[What is needed]:
Set down the data that follows again, exactly as written.

[Data shown]:
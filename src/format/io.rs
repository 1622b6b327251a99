//! Import/export orchestration: the only place that touches the file
//! system.
//!
//! Codecs transform in-memory file maps; this module reads sources into
//! those maps, merges decode results into a fresh set, and writes encode
//! results out. Hard failures (unreadable source, auxiliary-file write
//! failure, single-document write failure) propagate as `Err`; everything
//! recoverable lands in the operation report so one bad file never aborts
//! a batch.

use std::collections::BTreeMap;
use std::fs;
use std::path::{Path, PathBuf};

use crate::format::error::FormatError;
use crate::format::traits::{AnnotationCodec, CancelFlag, ErrorEntry};
use crate::model::{AnnotationSet, ImageIndex};

/// Options controlling an import operation.
#[derive(Debug, Clone)]
pub struct ImportOptions {
    /// Keep annotations already present in the destination set. When
    /// false, the merge starts from an empty set.
    pub keep_existing: bool,
}

impl Default for ImportOptions {
    fn default() -> Self {
        Self { keep_existing: true }
    }
}

impl ImportOptions {
    pub fn new() -> Self {
        Self::default()
    }

    pub fn keep_existing(mut self, keep: bool) -> Self {
        self.keep_existing = keep;
        self
    }
}

/// Which operation produced a report.
#[derive(Debug, Clone, Copy, PartialEq, Eq)]
pub enum OperationType {
    Import,
    Export,
}

/// Consolidated result of an import or export.
#[derive(Debug)]
pub struct OperationReport {
    pub operation_type: OperationType,
    /// Codec-defined success unit: files for per-image formats, entries or
    /// rows for single-document formats, shapes written on export.
    pub success_count: usize,
    /// Sorted by (source, description).
    pub error_entries: Vec<ErrorEntry>,
}

impl OperationReport {
    fn new(operation_type: OperationType, success_count: usize, mut errors: Vec<ErrorEntry>) -> Self {
        errors.sort();
        Self {
            operation_type,
            success_count,
            error_entries: errors,
        }
    }

    pub fn is_clean(&self) -> bool {
        self.error_entries.is_empty()
    }
}

/// Result of a successful import call.
#[derive(Debug)]
pub struct ImportOutcome {
    /// The merged annotation set. The caller's existing set is never
    /// mutated; adopting the result is the caller's decision.
    pub set: AnnotationSet,
    pub report: OperationReport,
}

/// Result of a successful export call.
#[derive(Debug)]
pub struct ExportOutcome {
    /// Paths actually written, in write order.
    pub files_created: Vec<PathBuf>,
    pub report: OperationReport,
}

/// Import annotations from `source` using the given codec.
///
/// `source` is a directory for per-image formats and a file for
/// single-document formats. The existing set is cloned, not mutated:
/// categories reconcile by name (the existing color wins) and per-image
/// entries are replaced wholesale.
pub fn import_annotations(
    source: &Path,
    codec: &dyn AnnotationCodec,
    images: &ImageIndex,
    existing: &AnnotationSet,
    options: &ImportOptions,
    cancel: &CancelFlag,
) -> Result<ImportOutcome, FormatError> {
    log::info!("Importing {} annotations from {source:?}", codec.id());

    let (files, mut errors) = if codec.per_image() {
        read_directory(source, codec)?
    } else {
        (read_single_file(source)?, Vec::new())
    };

    let batch = codec.decode(&files, images, cancel)?;
    errors.extend(batch.errors);

    let mut set = if options.keep_existing {
        existing.clone()
    } else {
        AnnotationSet::new()
    };
    set.merge(batch.categories, batch.annotations);

    Ok(ImportOutcome {
        set,
        report: OperationReport::new(OperationType::Import, batch.success_count, errors),
    })
}

/// Export an annotation set to `destination` using the given codec.
///
/// `destination` is a directory for per-image formats (created if absent)
/// and a file path for single-document formats. Auxiliary files are
/// written first and their failure is a hard error; a failed per-image
/// write becomes an error entry and the remaining files are still written.
pub fn export_annotations(
    destination: &Path,
    codec: &dyn AnnotationCodec,
    set: &AnnotationSet,
    cancel: &CancelFlag,
) -> Result<ExportOutcome, FormatError> {
    log::info!("Exporting {} annotations to {destination:?}", codec.id());

    let batch = codec.encode(set)?;
    let mut errors = batch.errors;
    let mut files_created = Vec::new();

    if codec.per_image() {
        fs::create_dir_all(destination)?;

        // Per-image files are useless without their auxiliary files, so
        // those write first and fail hard.
        for aux in codec.auxiliary_files() {
            if let Some(content) = batch.files.get(*aux) {
                let path = destination.join(aux);
                fs::write(&path, content)?;
                files_created.push(path);
            }
        }

        for (name, content) in &batch.files {
            if codec.auxiliary_files().contains(&name.as_str()) {
                continue;
            }
            if cancel.is_cancelled() {
                log::info!("Export cancelled after {} files", files_created.len());
                break;
            }
            let path = destination.join(name);
            match fs::write(&path, content) {
                Ok(()) => files_created.push(path),
                Err(e) => errors.push(ErrorEntry::new(
                    name.clone(),
                    format!("Failed to write file: {e}"),
                )),
            }
        }
    } else {
        let Some(content) = batch.files.values().next() else {
            return Err(FormatError::invalid_format("Nothing to export"));
        };
        if let Some(parent) = destination.parent()
            && !parent.as_os_str().is_empty()
        {
            fs::create_dir_all(parent)?;
        }
        fs::write(destination, content)?;
        files_created.push(destination.to_path_buf());
    }

    Ok(ExportOutcome {
        files_created,
        report: OperationReport::new(OperationType::Export, batch.shapes_encoded, errors),
    })
}

/// Read every annotation file of a per-image format from a directory.
///
/// A file that cannot be read (missing permission, invalid UTF-8) is
/// fatal to that file only: it gets an error entry and the rest of the
/// directory is still processed. Only the directory itself being
/// unreadable is a hard error.
fn read_directory(
    source: &Path,
    codec: &dyn AnnotationCodec,
) -> Result<(BTreeMap<String, String>, Vec<ErrorEntry>), FormatError> {
    if !source.is_dir() {
        return Err(FormatError::invalid_source(source));
    }

    let mut files = BTreeMap::new();
    let mut errors = Vec::new();
    for entry in fs::read_dir(source)? {
        let entry = entry?;
        let path = entry.path();
        if !path.is_file() {
            continue;
        }
        let Some(name) = path.file_name().and_then(|n| n.to_str()) else {
            continue;
        };
        let wanted = codec.auxiliary_files().contains(&name)
            || path
                .extension()
                .and_then(|e| e.to_str())
                .is_some_and(|e| codec.extensions().contains(&e));
        if !wanted {
            continue;
        }
        match fs::read_to_string(&path) {
            Ok(content) => {
                files.insert(name.to_string(), content);
            }
            Err(e) => {
                log::warn!("Skipping unreadable file {path:?}: {e}");
                errors.push(ErrorEntry::new(name, format!("Cannot read file: {e}")));
            }
        }
    }
    Ok((files, errors))
}

fn read_single_file(source: &Path) -> Result<BTreeMap<String, String>, FormatError> {
    if !source.is_file() {
        return Err(FormatError::invalid_source(source));
    }
    let name = source
        .file_name()
        .and_then(|n| n.to_str())
        .unwrap_or("annotations")
        .to_string();
    let mut files = BTreeMap::new();
    files.insert(name, fs::read_to_string(source)?);
    Ok(files)
}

[Written answer]:
filename src/format/io.rs
repository 1622b6b327251a99
//! Import/export orchestration: the only place that touches the file
//! system.
//!
//! Codecs transform in-memory file maps; this module reads sources into
//! those maps, merges decode results into a fresh set, and writes encode
//! results out. Hard failures (unreadable source, auxiliary-file write
//! failure, single-document write failure) propagate as `Err`; everything
//! recoverable lands in the operation report so one bad file never aborts
//! a batch.

use std::collections::BTreeMap;
use std::fs;
use std::path::{Path, PathBuf};

use crate::format::error::FormatError;
use crate::format::traits::{AnnotationCodec, CancelFlag, ErrorEntry};
use crate::model::{AnnotationSet, ImageIndex};

/// Options controlling an import operation.
#[derive(Debug, Clone)]
pub struct ImportOptions {
    /// Keep annotations already present in the destination set. When
    /// false, the merge starts from an empty set.
    pub keep_existing: bool,
}

impl Default for ImportOptions {
    fn default() -> Self {
        Self { keep_existing: true }
    }
}

impl ImportOptions {
    pub fn new() -> Self {
        Self::default()
    }

    pub fn keep_existing(mut self, keep: bool) -> Self {
        self.keep_existing = keep;
        self
    }
}

/// Which operation produced a report.
#[derive(Debug, Clone, Copy, PartialEq, Eq)]
pub enum OperationType {
    Import,
    Export,
}

/// Consolidated result of an import or export.
#[derive(Debug)]
pub struct OperationReport {
    pub operation_type: OperationType,
    /// Codec-defined success unit: files for per-image formats, entries or
    /// rows for single-document formats, shapes written on export.
    pub success_count: usize,
    /// Sorted by (source, description).
    pub error_entries: Vec<ErrorEntry>,
}

impl OperationReport {
    fn new(operation_type: OperationType, success_count: usize, mut errors: Vec<ErrorEntry>) -> Self {
        errors.sort();
        Self {
            operation_type,
            success_count,
            error_entries: errors,
        }
    }

    pub fn is_clean(&self) -> bool {
        self.error_entries.is_empty()
    }
}

/// Result of a successful import call.
#[derive(Debug)]
pub struct ImportOutcome {
    /// The merged annotation set. The caller's existing set is never
    /// mutated; adopting the result is the caller's decision.
    pub set: AnnotationSet,
    pub report: OperationReport,
}

/// Result of a successful export call.
#[derive(Debug)]
pub struct ExportOutcome {
    /// Paths actually written, in write order.
    pub files_created: Vec<PathBuf>,
    pub report: OperationReport,
}

/// Import annotations from `source` using the given codec.
///
/// `source` is a directory for per-image formats and a file for
/// single-document formats. The existing set is cloned, not mutated:
/// categories reconcile by name (the existing color wins) and per-image
/// entries are replaced wholesale.
pub fn import_annotations(
    source: &Path,
    codec: &dyn AnnotationCodec,
    images: &ImageIndex,
    existing: &AnnotationSet,
    options: &ImportOptions,
    cancel: &CancelFlag,
) -> Result<ImportOutcome, FormatError> {
    log::info!("Importing {} annotations from {source:?}", codec.id());

    let (files, mut errors) = if codec.per_image() {
        read_directory(source, codec)?
    } else {
        (read_single_file(source)?, Vec::new())
    };

    let batch = codec.decode(&files, images, cancel)?;
    errors.extend(batch.errors);

    let mut set = if options.keep_existing {
        existing.clone()
    } else {
        AnnotationSet::new()
    };
    set.merge(batch.categories, batch.annotations);

    Ok(ImportOutcome {
        set,
        report: OperationReport::new(OperationType::Import, batch.success_count, errors),
    })
}

/// Export an annotation set to `destination` using the given codec.
///
/// `destination` is a directory for per-image formats (created if absent)
/// and a file path for single-document formats. Auxiliary files are
/// written first and their failure is a hard error; a failed per-image
/// write becomes an error entry and the remaining files are still written.
pub fn export_annotations(
    destination: &Path,
    codec: &dyn AnnotationCodec,
    set: &AnnotationSet,
    cancel: &CancelFlag,
) -> Result<ExportOutcome, FormatError> {
    log::info!("Exporting {} annotations to {destination:?}", codec.id());

    let batch = codec.encode(set)?;
    let mut errors = batch.errors;
    let mut files_created = Vec::new();

    if codec.per_image() {
        fs::create_dir_all(destination)?;

        // Per-image files are useless without their auxiliary files, so
        // those write first and fail hard.
        for aux in codec.auxiliary_files() {
            if let Some(content) = batch.files.get(*aux) {
                let path = destination.join(aux);
                fs::write(&path, content)?;
                files_created.push(path);
            }
        }

        for (name, content) in &batch.files {
            if codec.auxiliary_files().contains(&name.as_str()) {
                continue;
            }
            if cancel.is_cancelled() {
                log::info!("Export cancelled after {} files", files_created.len());
                break;
            }
            let path = destination.join(name);
            match fs::write(&path, content) {
                Ok(()) => files_created.push(path),
                Err(e) => errors.push(ErrorEntry::new(
                    name.clone(),
                    format!("Failed to write file: {e}"),
                )),
            }
        }
    } else {
        let Some(content) = batch.files.values().next() else {
            return Err(FormatError::invalid_format("Nothing to export"));
        };
        if let Some(parent) = destination.parent()
            && !parent.as_os_str().is_empty()
        {
            fs::create_dir_all(parent)?;
        }
        fs::write(destination, content)?;
        files_created.push(destination.to_path_buf());
    }

    Ok(ExportOutcome {
        files_created,
        report: OperationReport::new(OperationType::Export, batch.shapes_encoded, errors),
    })
}

/// Read every annotation file of a per-image format from a directory.
///
/// A file that cannot be read (missing permission, invalid UTF-8) is
/// fatal to that file only: it gets an error entry and the rest of the
/// directory is still processed. Only the directory itself being
/// unreadable is a hard error.
fn read_directory(
    source: &Path,
    codec: &dyn AnnotationCodec,
) -> Result<(BTreeMap<String, String>, Vec<ErrorEntry>), FormatError> {
    if !source.is_dir() {
        return Err(FormatError::invalid_source(source));
    }

    let mut files = BTreeMap::new();
    let mut errors = Vec::new();
    for entry in fs::read_dir(source)? {
        let entry = entry?;
        let path = entry.path();
        if !path.is_file() {
            continue;
        }
        let Some(name) = path.file_name().and_then(|n| n.to_str()) else {
            continue;
        };
        let wanted = codec.auxiliary_files().contains(&name)
            || path
                .extension()
                .and_then(|e| e.to_str())
                .is_some_and(|e| codec.extensions().contains(&e));
        if !wanted {
            continue;
        }
        match fs::read_to_string(&path) {
            Ok(content) => {
                files.insert(name.to_string(), content);
            }
            Err(e) => {
                log::warn!("Skipping unreadable file {path:?}: {e}");
                errors.push(ErrorEntry::new(name, format!("Cannot read file: {e}")));
            }
        }
    }
    Ok((files, errors))
}

fn read_single_file(source: &Path) -> Result<BTreeMap<String, String>, FormatError> {
    if !source.is_file() {
        return Err(FormatError::invalid_source(source));
    }
    let name = source
        .file_name()
        .and_then(|n| n.to_str())
        .unwrap_or("annotations")
        .to_string();
    let mut files = BTreeMap::new();
    files.insert(name, fs::read_to_string(source)?);
    Ok(files)
}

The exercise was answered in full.